Assignment.
Search the material for the string "types", then show every line where it turns up.

Dataset.
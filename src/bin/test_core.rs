use lodestar_core::common::types::MagneticVector;
use lodestar_core::fingerprint::{FingerprintRecord, FingerprintStore};
use lodestar_core::localization::engine::{Algorithm, ParticleParams, UpdateResult};
use lodestar_core::localization::LocalizationStack;
use lodestar_core::LodestarCore;
use std::collections::HashMap;
use std::sync::Arc;

fn main() {
    env_logger::init();
    println!("Initializing Lodestar Core...");

    let store = match demo_store() {
        Ok(store) => Arc::new(store),
        Err(e) => {
            println!("Failed to build demo store: {}", e);
            return;
        }
    };
    let mut core = LodestarCore::new();

    // Create a localization stack and configure the estimator
    let mut loc_stack = LocalizationStack::new(Arc::clone(&store));

    let mut params = HashMap::new();
    params.insert("window_radius".to_string(), 5.0);
    params.insert("particle_count".to_string(), 200.0);
    params.insert("sensor_noise".to_string(), 2.0);
    params.insert("motion_noise".to_string(), 0.5);

    if let Err(e) = loc_stack.configure(&params) {
        println!("Failed to configure localization stack: {}", e);
    }

    // Register components
    core.register(loc_stack);

    // Initialize the core
    match core.init() {
        Ok(_) => println!("Core initialized successfully!"),
        Err(e) => {
            println!("Failed to initialize core: {}", e);
            return;
        }
    }

    // Walk a synthetic reading through every algorithm
    let reading = [9.0, 1.0, 0.0];
    println!("Matching reading {:?} against {} locations", reading, store.len());

    for algorithm in [
        Algorithm::Euclidean,
        Algorithm::Manhattan,
        Algorithm::Weighted,
        Algorithm::Knn3,
        Algorithm::Particle,
    ] {
        if let Some(stack) = core.localization_stack_mut() {
            stack.engine_mut().set_algorithm(algorithm);
            if algorithm == Algorithm::Particle {
                stack.engine_mut().set_particle_params(ParticleParams {
                    seed: Some(7),
                    ..ParticleParams::default()
                });
            }
            match stack.update(&reading) {
                Ok(UpdateResult::Located { location, .. }) => {
                    println!("{:>10}: {}", algorithm.name(), location)
                }
                Ok(UpdateResult::Rejected) => println!("{:>10}: rejected", algorithm.name()),
                Err(e) => println!("{:>10}: error: {}", algorithm.name(), e),
            }
        }
    }

    // Run the particle filter to convergence on one location
    if let Some(stack) = core.localization_stack_mut() {
        stack.engine_mut().set_algorithm(Algorithm::Particle);
        let steady = [0.0, 10.0, 0.0];
        let mut last = String::new();
        for _ in 0..20 {
            if let Ok(UpdateResult::Located { location, .. }) = stack.update(&steady) {
                last = location;
            }
        }
        println!("Particle filter settled on: {}", last);
        if let Some(population) = stack.engine().particle_population() {
            println!("Population size: {}", population.len());
        }
    }

    // Shutdown the core
    match core.shutdown() {
        Ok(_) => println!("Core shutdown successfully!"),
        Err(e) => println!("Failed to shutdown core: {}", e),
    }
}

fn demo_store() -> Result<FingerprintStore, lodestar_core::error::CoreError> {
    let rec = |id: &str, tile: (f64, f64), mag: (f64, f64, f64)| FingerprintRecord {
        location_id: id.to_string(),
        tile_x: tile.0,
        tile_y: tile.1,
        fingerprint: MagneticVector::new(mag.0, mag.1, mag.2),
    };
    FingerprintStore::from_records(vec![
        rec("data_location_1", (0.0, 0.0), (0.0, 0.0, 0.0)),
        rec("data_location_2", (1.0, 0.0), (10.0, 0.0, 0.0)),
        rec("data_location_3", (0.0, 1.0), (0.0, 10.0, 0.0)),
        rec("data_location_4", (1.0, 1.0), (10.0, 10.0, 0.0)),
    ])
}
//! Static distance-based classifiers
//!
//! Each metric reduces a (reading, reference fingerprint) pair to a scalar
//! distance; the candidate with the smallest distance wins. Sorting is
//! stable, so ties resolve to the candidate that appears first in the
//! table's iteration order.

use crate::common::types::MagneticVector;
use crate::error::CoreError;
use crate::fingerprint::CandidateSet;

const KNN_K: usize = 3;

// Fixed weights for the weighted metric: the horizontal components carry
// more location information indoors than the vertical one.
const WEIGHT_XY: f64 = 1.5;
const WEIGHT_Z: f64 = 0.7;

/// The family of static distance metrics.
#[derive(Debug, Clone, Copy, PartialEq, Eq)]
pub enum DistanceMetric {
    Euclidean,
    Manhattan,
    Weighted,
    Knn3,
}

impl DistanceMetric {
    /// Scalar distance between a reading and one reference fingerprint.
    /// KNN scores individual candidates with the Euclidean metric.
    pub fn distance(self, reading: &MagneticVector, reference: &MagneticVector) -> f64 {
        let d = reading - reference;
        match self {
            DistanceMetric::Euclidean | DistanceMetric::Knn3 => d.norm(),
            DistanceMetric::Manhattan => d.x.abs() + d.y.abs() + d.z.abs(),
            DistanceMetric::Weighted => {
                (WEIGHT_XY * d.x * d.x + WEIGHT_XY * d.y * d.y + WEIGHT_Z * d.z * d.z).sqrt()
            }
        }
    }
}

/// Classify a reading against a candidate set, returning the matched
/// location id.
///
/// The candidate set must be non-empty; the window layer guarantees that,
/// so an empty slice here is a contract violation and comes back as
/// [`CoreError::EmptyCandidates`].
pub fn classify(
    reading: &MagneticVector,
    candidates: &CandidateSet<'_>,
    metric: DistanceMetric,
) -> Result<String, CoreError> {
    if candidates.is_empty() {
        return Err(CoreError::EmptyCandidates);
    }

    let mut distances: Vec<(&str, f64)> = candidates
        .iter()
        .map(|r| {
            (
                r.location_id.as_str(),
                metric.distance(reading, &r.fingerprint),
            )
        })
        .collect();
    // stable sort: equal distances keep table order
    distances.sort_by(|a, b| a.1.total_cmp(&b.1));

    if metric == DistanceMetric::Knn3 && distances.len() >= KNN_K {
        return Ok(plurality_vote(&distances[..KNN_K]).to_string());
    }
    Ok(distances[0].0.to_string())
}

/// Most frequent location among the nearest neighbors. Count ties break
/// toward the location that entered the neighbor list first.
fn plurality_vote<'a>(neighbors: &[(&'a str, f64)]) -> &'a str {
    let mut counts: Vec<(&str, usize)> = Vec::with_capacity(neighbors.len());
    for &(id, _) in neighbors {
        match counts.iter_mut().find(|(seen, _)| *seen == id) {
            Some((_, n)) => *n += 1,
            None => counts.push((id, 1)),
        }
    }
    let mut best = counts[0];
    for &entry in &counts[1..] {
        if entry.1 > best.1 {
            best = entry;
        }
    }
    best.0
}
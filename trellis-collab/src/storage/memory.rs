//! In-process snapshot store. Survives room restarts, not process restarts.

use std::collections::HashMap;

use parking_lot::RwLock;

use super::{SnapshotStore, StoreError};
use crate::document::DocumentId;

#[derive(Default)]
pub struct MemorySnapshotStore {
    snapshots: RwLock<HashMap<DocumentId, Vec<u8>>>,
}

impl MemorySnapshotStore {
    pub fn new() -> Self {
        Self::default()
    }

    pub fn len(&self) -> usize {
        self.snapshots.read().len()
    }

    pub fn is_empty(&self) -> bool {
        self.len() == 0
    }
}

impl SnapshotStore for MemorySnapshotStore {
    fn load(&self, id: &DocumentId) -> Result<Option<Vec<u8>>, StoreError> {
        Ok(self.snapshots.read().get(id).cloned())
    }

    fn save(&self, id: &DocumentId, snapshot: &[u8]) -> Result<(), StoreError> {
        self.snapshots.write().insert(id.clone(), snapshot.to_vec());
        Ok(())
    }

    fn delete(&self, id: &DocumentId) -> Result<(), StoreError> {
        self.snapshots.write().remove(id);
        Ok(())
    }

    fn list(&self) -> Result<Vec<DocumentId>, StoreError> {
        let mut ids: Vec<DocumentId> = self.snapshots.read().keys().cloned().collect();
        ids.sort();
        Ok(ids)
    }
}

#[cfg(test)]
mod tests {
    use super::*;

    #[test]
    fn test_save_load_delete() {
        let store = MemorySnapshotStore::new();
        let a = DocumentId::new("a").unwrap();
        let b = DocumentId::new("b").unwrap();
        store.save(&b, b"two").unwrap();
        store.save(&a, b"one").unwrap();
        store.save(&a, b"uno").unwrap();

        assert_eq!(store.load(&a).unwrap().as_deref(), Some(&b"uno"[..]));
        assert_eq!(store.list().unwrap(), vec![a.clone(), b.clone()]);

        store.delete(&a).unwrap();
        assert_eq!(store.load(&a).unwrap(), None);
        assert_eq!(store.len(), 1);
    }
}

Exercise solution.
use lodestar_core::common::types::MagneticVector;
use crate::common::types::MagneticVector;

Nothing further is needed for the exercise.